TASK INSTRUCTIONS -> Where the material below has a line containing "if req.uri().path() != gate.route", start repeating exactly, and keep going through the line containing "warn!(client = %client, used, max", with no other lines.

MATERIAL SUPPLIED ->
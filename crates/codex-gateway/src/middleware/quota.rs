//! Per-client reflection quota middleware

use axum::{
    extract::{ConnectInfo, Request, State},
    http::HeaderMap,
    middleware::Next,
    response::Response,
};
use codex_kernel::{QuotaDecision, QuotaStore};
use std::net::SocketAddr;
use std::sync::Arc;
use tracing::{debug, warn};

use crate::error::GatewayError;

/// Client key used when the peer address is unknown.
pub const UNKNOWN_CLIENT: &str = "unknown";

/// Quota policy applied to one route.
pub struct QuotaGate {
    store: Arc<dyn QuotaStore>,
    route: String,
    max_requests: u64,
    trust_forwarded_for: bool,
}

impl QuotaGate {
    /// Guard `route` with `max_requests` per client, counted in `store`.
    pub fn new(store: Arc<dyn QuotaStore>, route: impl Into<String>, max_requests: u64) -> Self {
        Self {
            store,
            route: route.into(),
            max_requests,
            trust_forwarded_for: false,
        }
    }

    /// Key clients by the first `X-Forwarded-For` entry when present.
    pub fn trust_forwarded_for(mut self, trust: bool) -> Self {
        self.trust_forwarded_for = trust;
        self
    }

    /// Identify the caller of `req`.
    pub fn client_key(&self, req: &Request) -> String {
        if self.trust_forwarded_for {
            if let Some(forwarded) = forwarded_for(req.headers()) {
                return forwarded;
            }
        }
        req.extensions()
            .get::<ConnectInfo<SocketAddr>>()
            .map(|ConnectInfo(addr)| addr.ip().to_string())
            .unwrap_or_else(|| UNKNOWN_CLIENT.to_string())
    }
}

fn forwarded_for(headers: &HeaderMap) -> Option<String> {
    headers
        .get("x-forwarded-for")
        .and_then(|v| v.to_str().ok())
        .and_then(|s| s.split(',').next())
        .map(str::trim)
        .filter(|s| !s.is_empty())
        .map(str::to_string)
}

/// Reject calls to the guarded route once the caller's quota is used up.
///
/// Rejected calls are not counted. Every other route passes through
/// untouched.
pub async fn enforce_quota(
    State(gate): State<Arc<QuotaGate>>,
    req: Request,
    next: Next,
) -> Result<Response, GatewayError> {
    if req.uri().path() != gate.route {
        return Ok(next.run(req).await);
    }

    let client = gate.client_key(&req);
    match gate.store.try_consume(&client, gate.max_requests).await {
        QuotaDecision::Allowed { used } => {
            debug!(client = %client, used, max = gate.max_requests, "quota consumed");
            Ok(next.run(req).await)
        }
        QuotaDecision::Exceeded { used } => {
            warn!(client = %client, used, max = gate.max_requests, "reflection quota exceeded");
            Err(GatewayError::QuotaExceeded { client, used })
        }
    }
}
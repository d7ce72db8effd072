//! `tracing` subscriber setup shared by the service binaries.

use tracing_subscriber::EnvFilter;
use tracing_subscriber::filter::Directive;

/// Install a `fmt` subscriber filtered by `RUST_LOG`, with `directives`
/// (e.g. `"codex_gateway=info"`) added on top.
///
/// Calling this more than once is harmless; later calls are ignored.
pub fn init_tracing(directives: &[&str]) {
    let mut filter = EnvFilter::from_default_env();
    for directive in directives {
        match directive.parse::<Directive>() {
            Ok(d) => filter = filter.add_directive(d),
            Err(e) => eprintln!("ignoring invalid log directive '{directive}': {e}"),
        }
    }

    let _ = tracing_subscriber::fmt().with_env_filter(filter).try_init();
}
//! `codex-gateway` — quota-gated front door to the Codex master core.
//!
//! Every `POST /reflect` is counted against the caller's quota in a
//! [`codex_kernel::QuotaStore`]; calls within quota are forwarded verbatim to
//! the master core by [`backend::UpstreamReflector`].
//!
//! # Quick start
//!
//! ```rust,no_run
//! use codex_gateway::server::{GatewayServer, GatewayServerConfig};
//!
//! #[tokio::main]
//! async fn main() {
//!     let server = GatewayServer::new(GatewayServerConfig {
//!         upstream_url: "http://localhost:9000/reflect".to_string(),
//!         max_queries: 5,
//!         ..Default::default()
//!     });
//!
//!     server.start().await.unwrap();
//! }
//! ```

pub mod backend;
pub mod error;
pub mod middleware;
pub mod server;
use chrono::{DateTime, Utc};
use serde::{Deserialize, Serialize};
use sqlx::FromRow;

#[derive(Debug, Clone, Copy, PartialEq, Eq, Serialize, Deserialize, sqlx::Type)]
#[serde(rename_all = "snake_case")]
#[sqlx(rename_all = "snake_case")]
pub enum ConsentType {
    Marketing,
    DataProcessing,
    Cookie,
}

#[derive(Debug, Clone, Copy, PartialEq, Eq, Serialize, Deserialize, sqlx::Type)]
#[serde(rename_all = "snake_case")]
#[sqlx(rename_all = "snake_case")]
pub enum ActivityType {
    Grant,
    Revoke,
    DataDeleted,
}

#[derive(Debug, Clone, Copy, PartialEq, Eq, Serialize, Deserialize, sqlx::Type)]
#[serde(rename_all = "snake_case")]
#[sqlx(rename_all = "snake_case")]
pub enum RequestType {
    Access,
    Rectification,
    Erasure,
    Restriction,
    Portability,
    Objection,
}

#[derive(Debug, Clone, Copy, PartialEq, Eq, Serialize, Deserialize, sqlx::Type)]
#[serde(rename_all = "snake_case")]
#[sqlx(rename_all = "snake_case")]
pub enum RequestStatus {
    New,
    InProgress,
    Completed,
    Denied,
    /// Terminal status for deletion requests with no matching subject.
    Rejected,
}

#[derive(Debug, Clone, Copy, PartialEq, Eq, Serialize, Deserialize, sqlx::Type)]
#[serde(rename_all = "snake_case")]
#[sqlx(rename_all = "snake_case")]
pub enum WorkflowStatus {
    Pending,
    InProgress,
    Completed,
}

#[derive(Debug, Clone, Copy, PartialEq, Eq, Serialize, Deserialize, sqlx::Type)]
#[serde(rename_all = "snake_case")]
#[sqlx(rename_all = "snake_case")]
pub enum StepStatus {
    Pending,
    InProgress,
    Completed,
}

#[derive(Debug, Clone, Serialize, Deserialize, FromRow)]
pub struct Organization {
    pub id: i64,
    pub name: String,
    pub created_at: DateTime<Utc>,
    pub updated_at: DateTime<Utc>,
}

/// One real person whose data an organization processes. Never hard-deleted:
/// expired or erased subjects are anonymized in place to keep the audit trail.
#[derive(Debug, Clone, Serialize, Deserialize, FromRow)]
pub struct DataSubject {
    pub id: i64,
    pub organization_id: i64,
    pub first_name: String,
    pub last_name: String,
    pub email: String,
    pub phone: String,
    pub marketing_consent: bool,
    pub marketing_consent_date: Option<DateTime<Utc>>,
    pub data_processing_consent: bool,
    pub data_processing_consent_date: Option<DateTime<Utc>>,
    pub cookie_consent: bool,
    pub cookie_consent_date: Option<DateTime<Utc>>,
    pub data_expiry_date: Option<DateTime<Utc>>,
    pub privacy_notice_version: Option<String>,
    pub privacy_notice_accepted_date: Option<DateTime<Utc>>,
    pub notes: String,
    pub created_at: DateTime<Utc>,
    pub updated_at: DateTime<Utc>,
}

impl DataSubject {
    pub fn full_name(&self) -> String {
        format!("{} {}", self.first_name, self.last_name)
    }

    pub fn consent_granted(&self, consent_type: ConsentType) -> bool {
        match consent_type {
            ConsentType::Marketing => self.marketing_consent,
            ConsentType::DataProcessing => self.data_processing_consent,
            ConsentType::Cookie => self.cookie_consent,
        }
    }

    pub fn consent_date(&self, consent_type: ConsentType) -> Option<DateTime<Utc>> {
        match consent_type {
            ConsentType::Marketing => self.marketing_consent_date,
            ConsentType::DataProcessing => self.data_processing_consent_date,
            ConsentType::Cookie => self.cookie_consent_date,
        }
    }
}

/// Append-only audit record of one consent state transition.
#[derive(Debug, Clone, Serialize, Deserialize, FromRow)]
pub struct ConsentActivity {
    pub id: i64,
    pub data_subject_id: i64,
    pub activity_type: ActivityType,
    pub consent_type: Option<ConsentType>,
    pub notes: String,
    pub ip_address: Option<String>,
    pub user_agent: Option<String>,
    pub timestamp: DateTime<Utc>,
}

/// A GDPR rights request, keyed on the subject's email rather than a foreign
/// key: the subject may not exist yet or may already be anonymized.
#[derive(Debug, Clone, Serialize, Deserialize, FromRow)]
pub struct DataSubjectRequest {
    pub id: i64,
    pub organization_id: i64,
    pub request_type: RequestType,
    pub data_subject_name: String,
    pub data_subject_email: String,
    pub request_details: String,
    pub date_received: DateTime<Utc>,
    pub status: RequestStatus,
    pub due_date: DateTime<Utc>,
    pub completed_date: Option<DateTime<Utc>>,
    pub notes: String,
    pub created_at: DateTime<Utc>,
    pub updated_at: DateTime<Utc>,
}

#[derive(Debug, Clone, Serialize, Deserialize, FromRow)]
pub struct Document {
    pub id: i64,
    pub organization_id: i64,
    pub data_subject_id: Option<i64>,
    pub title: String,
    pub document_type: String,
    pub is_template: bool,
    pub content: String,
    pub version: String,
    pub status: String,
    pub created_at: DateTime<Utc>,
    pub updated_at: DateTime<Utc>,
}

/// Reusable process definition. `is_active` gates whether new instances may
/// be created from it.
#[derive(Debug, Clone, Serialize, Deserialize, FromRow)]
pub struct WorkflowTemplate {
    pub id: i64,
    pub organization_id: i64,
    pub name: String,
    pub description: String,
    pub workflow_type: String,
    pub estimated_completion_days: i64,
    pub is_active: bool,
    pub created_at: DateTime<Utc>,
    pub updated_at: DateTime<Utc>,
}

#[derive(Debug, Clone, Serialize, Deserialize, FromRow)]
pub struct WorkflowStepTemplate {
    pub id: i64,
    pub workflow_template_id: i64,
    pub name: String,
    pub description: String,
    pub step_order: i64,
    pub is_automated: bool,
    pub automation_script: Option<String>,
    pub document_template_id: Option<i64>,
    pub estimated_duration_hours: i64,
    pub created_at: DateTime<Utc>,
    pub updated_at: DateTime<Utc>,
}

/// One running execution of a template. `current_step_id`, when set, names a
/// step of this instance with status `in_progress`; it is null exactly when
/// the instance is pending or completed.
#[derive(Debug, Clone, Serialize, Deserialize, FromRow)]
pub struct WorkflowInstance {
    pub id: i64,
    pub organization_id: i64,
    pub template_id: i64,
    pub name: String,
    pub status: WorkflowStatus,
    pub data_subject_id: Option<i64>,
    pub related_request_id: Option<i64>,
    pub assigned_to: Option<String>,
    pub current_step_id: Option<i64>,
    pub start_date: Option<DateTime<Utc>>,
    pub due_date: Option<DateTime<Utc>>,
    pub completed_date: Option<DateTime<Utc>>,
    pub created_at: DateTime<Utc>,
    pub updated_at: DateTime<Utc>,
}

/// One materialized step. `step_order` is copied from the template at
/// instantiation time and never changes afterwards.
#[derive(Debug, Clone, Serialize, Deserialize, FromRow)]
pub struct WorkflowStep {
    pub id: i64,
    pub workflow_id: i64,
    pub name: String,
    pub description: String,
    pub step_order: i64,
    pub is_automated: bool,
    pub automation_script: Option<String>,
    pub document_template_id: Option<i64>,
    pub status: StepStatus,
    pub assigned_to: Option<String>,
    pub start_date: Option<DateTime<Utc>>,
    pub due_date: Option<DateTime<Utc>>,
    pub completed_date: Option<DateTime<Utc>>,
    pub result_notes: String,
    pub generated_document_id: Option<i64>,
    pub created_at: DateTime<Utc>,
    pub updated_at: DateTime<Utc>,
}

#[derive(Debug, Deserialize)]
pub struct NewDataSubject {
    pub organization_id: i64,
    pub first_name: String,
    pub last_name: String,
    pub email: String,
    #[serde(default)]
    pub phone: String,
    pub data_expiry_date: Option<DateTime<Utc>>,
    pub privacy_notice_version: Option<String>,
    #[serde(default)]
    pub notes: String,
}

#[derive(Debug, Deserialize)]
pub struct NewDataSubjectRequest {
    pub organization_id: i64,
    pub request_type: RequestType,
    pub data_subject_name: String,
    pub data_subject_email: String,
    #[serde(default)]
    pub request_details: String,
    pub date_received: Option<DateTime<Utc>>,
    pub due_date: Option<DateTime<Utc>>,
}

OUTPUT ->
    if req.uri().path() != gate.route {
        return Ok(next.run(req).await);
    }

    let client = gate.client_key(&req);
    match gate.store.try_consume(&client, gate.max_requests).await {
        QuotaDecision::Allowed { used } => {
            debug!(client = %client, used, max = gate.max_requests, "quota consumed");
            Ok(next.run(req).await)
        }
        QuotaDecision::Exceeded { used } => {
            warn!(client = %client, used, max = gate.max_requests, "reflection quota exceeded");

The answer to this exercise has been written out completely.